Transformer.js is in charge of things like tokenization and basically making it so that it's ergonomic to call into the onnx-runtime. If we remove it, then we'll be asking anyone who is interacting with the Firefox AI Runtime to care a lot about implementation details for getting their data into the proper tensor shape to be ready to run, and then interpret the tensor results when they come out.
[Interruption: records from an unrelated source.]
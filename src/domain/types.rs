//! Shared types for the crash monitor

use chrono::{DateTime, Utc};

/// Coordinate value the sensor firmware emits before the GPS has a fix
const NO_FIX_SENTINEL: &str = "0.0";

/// One acceleration + position sample from the vehicle sensor
#[derive(Debug, Clone, PartialEq)]
pub struct SensorReading {
    /// Signed acceleration magnitude on the monitored axis
    pub accel: i32,
    /// Latitude as reported by the GPS, decimal string
    pub lat: String,
    /// Longitude as reported by the GPS, decimal string
    pub lon: String,
}

impl SensorReading {
    pub fn new(accel: i32, lat: impl Into<String>, lon: impl Into<String>) -> Self {
        Self { accel, lat: lat.into(), lon: lon.into() }
    }

    /// Coordinates, or None while the GPS has no fix.
    ///
    /// The firmware reports "0.0 0.0" until the first fix; a single "0.0"
    /// axis is a valid position (the equator / prime meridian).
    pub fn position(&self) -> Option<(&str, &str)> {
        if self.lat == NO_FIX_SENTINEL && self.lon == NO_FIX_SENTINEL {
            None
        } else {
            Some((&self.lat, &self.lon))
        }
    }
}

/// Newtype wrapper for recipient phone numbers to provide type safety
#[derive(Debug, Clone, PartialEq, Eq, Hash)]
#[repr(transparent)]
pub struct Recipient(pub String);

impl Recipient {
    pub fn as_str(&self) -> &str {
        &self.0
    }
}

impl std::fmt::Display for Recipient {
    fn fmt(&self, f: &mut std::fmt::Formatter<'_>) -> std::fmt::Result {
        write!(f, "{}", self.0)
    }
}

impl From<&str> for Recipient {
    fn from(s: &str) -> Self {
        Recipient(s.to_string())
    }
}

/// Delivery state of one voice call, as reported by the transport
#[derive(Debug, Clone, Copy, PartialEq, Eq)]
pub enum CallStatus {
    Queued,
    Ringing,
    InProgress,
    Completed,
    Failed,
    NoAnswer,
    Unknown,
}

impl CallStatus {
    /// Parse a transport status string. Unrecognized values map to Unknown
    /// so a new transport-side status never aborts reconciliation.
    pub fn from_api(s: &str) -> Self {
        match s {
            "queued" => CallStatus::Queued,
            "ringing" => CallStatus::Ringing,
            "in-progress" => CallStatus::InProgress,
            "completed" => CallStatus::Completed,
            "failed" => CallStatus::Failed,
            "no-answer" => CallStatus::NoAnswer,
            _ => CallStatus::Unknown,
        }
    }

    pub fn as_str(&self) -> &'static str {
        match self {
            CallStatus::Queued => "queued",
            CallStatus::Ringing => "ringing",
            CallStatus::InProgress => "in-progress",
            CallStatus::Completed => "completed",
            CallStatus::Failed => "failed",
            CallStatus::NoAnswer => "no-answer",
            CallStatus::Unknown => "unknown",
        }
    }

    /// Only a completed call counts as reached; everything else is retried.
    pub fn is_terminal(&self) -> bool {
        matches!(self, CallStatus::Completed)
    }
}

impl std::fmt::Display for CallStatus {
    fn fmt(&self, f: &mut std::fmt::Formatter<'_>) -> std::fmt::Result {
        f.write_str(self.as_str())
    }
}

/// One call log entry returned by the transport
#[derive(Debug, Clone)]
pub struct CallRecord {
    pub recipient: Recipient,
    pub status: CallStatus,
    pub started_at: DateTime<Utc>,
}

/// Human-visible phase of the monitor, published to the display boundary
#[derive(Debug, Clone, Copy, PartialEq, Eq)]
pub enum Phase {
    Monitoring,
    EmergencyDetected,
    Countdown(u32),
    CallingForHelp,
    HelpOnTheWay,
    ManualRestartRequired,
}

impl std::fmt::Display for Phase {
    fn fmt(&self, f: &mut std::fmt::Formatter<'_>) -> std::fmt::Result {
        match self {
            Phase::Monitoring => f.write_str("monitoring"),
            Phase::EmergencyDetected => f.write_str("emergency_detected"),
            Phase::Countdown(n) => write!(f, "countdown_{}", n),
            Phase::CallingForHelp => f.write_str("calling_for_help"),
            Phase::HelpOnTheWay => f.write_str("help_on_the_way"),
            Phase::ManualRestartRequired => f.write_str("manual_restart_required"),
        }
    }
}

#[cfg(test)]
mod tests {
    use super::*;

    #[test]
    fn test_position_no_fix() {
        let reading = SensorReading::new(100, "0.0", "0.0");
        assert_eq!(reading.position(), None);
    }

    #[test]
    fn test_position_with_fix() {
        let reading = SensorReading::new(100, "12.34", "56.78");
        assert_eq!(reading.position(), Some(("12.34", "56.78")));
    }

    #[test]
    fn test_position_single_zero_axis_is_a_fix() {
        // A point on the equator is a real position, not the sentinel
        let reading = SensorReading::new(100, "0.0", "56.78");
        assert_eq!(reading.position(), Some(("0.0", "56.78")));
    }

    #[test]
    fn test_call_status_from_api() {
        assert_eq!(CallStatus::from_api("queued"), CallStatus::Queued);
        assert_eq!(CallStatus::from_api("ringing"), CallStatus::Ringing);
        assert_eq!(CallStatus::from_api("in-progress"), CallStatus::InProgress);
        assert_eq!(CallStatus::from_api("completed"), CallStatus::Completed);
        assert_eq!(CallStatus::from_api("failed"), CallStatus::Failed);
        assert_eq!(CallStatus::from_api("no-answer"), CallStatus::NoAnswer);
        // busy and canceled exist transport-side but are not tracked distinctly
        assert_eq!(CallStatus::from_api("busy"), CallStatus::Unknown);
        assert_eq!(CallStatus::from_api("canceled"), CallStatus::Unknown);
    }

    #[test]
    fn test_only_completed_is_terminal() {
        assert!(CallStatus::Completed.is_terminal());
        assert!(!CallStatus::Queued.is_terminal());
        assert!(!CallStatus::Ringing.is_terminal());
        assert!(!CallStatus::InProgress.is_terminal());
        assert!(!CallStatus::Failed.is_terminal());
        assert!(!CallStatus::NoAnswer.is_terminal());
        assert!(!CallStatus::Unknown.is_terminal());
    }
}
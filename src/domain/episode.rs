//! Broadcast episode state
//!
//! One episode covers a single impact-to-resolution broadcast cycle: the
//! fixed recipient set, the per-recipient call status map, and the pending
//! SMS location retry. The episode is owned exclusively by the
//! BroadcastCoordinator; nothing else mutates it.

use crate::domain::types::{CallRecord, CallStatus, Recipient};
use chrono::{DateTime, Utc};
use std::collections::HashMap;

/// Per-recipient delivery state for one emergency broadcast
#[derive(Debug)]
pub struct BroadcastEpisode {
    /// Episode start; call records at or before this instant belong to a
    /// previous episode and are ignored
    started_at: DateTime<Utc>,
    /// Recipient set, fixed for the lifetime of the episode
    recipients: Vec<Recipient>,
    /// Latest known call status per recipient. Total over `recipients` once
    /// a call attempt has been issued for each.
    call_status: HashMap<Recipient, CallStatus>,
    /// Whether the initial emergency message went out
    message_sent: bool,
    /// Set when the message was sent without a position fix and must be
    /// resent once coordinates resolve
    sms_retry_pending: bool,
}

impl BroadcastEpisode {
    pub fn new(recipients: Vec<Recipient>) -> Self {
        Self {
            started_at: Utc::now(),
            recipients,
            call_status: HashMap::new(),
            message_sent: false,
            sms_retry_pending: false,
        }
    }

    pub fn started_at(&self) -> DateTime<Utc> {
        self.started_at
    }

    pub fn recipients(&self) -> &[Recipient] {
        &self.recipients
    }

    pub fn status_of(&self, recipient: &Recipient) -> Option<CallStatus> {
        self.call_status.get(recipient).copied()
    }

    pub fn message_sent(&self) -> bool {
        self.message_sent
    }

    pub fn sms_retry_pending(&self) -> bool {
        self.sms_retry_pending
    }

    pub fn mark_message_sent(&mut self, retry_pending: bool) {
        self.message_sent = true;
        self.sms_retry_pending = retry_pending;
    }

    /// Record the outcome of a call attempt for a known recipient.
    /// Unknown recipients are ignored to keep the map keyed by `recipients`.
    pub fn record_attempt(&mut self, recipient: &Recipient, status: CallStatus) {
        if self.recipients.contains(recipient) {
            self.call_status.insert(recipient.clone(), status);
        }
    }

    /// Apply one transport call record. Returns true if it updated the map.
    ///
    /// Records started at or before the episode start are stale entries from
    /// an earlier episode and are dropped; so are records for numbers outside
    /// the recipient set.
    pub fn apply_record(&mut self, record: &CallRecord) -> bool {
        if record.started_at <= self.started_at {
            return false;
        }
        if !self.recipients.contains(&record.recipient) {
            return false;
        }
        self.call_status.insert(record.recipient.clone(), record.status);
        true
    }

    /// Recipients still needing a call retry: everyone whose latest status is
    /// not Completed. A recipient with no status yet (call never surfaced in
    /// the log, or placement failed) counts as needing retry.
    pub fn retry_set(&self) -> Vec<Recipient> {
        self.recipients
            .iter()
            .filter(|r| !self.call_status.get(r).map(CallStatus::is_terminal).unwrap_or(false))
            .cloned()
            .collect()
    }

    /// The episode is done when every recipient completed a call and no SMS
    /// retry is outstanding.
    pub fn is_complete(&self) -> bool {
        self.retry_set().is_empty() && !self.sms_retry_pending
    }

    /// Builder method for tests to pin the episode start time
    #[cfg(test)]
    pub fn with_started_at(mut self, started_at: DateTime<Utc>) -> Self {
        self.started_at = started_at;
        self
    }
}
I guess it depends on how much of that we want to own, and the benefit/risk of moving away from it to use onnx runtime directly.

Perhaps we can revisit this after Bug 1992255 which could move tokenizers to C++.

HWInference process: my original idea is that it wouldn't run JS, for example, but that it could call more dangerous syscalls and have more capabilities

I'm happy with having a JS free process. A lot of the overhead of the Inference process is on loading a full JS runtime and the dependencies in the process. For instance, I see font loading and other things we absolutely don't need in the Inference process. Having lower level code executing in a sandboxed environment feels good to me.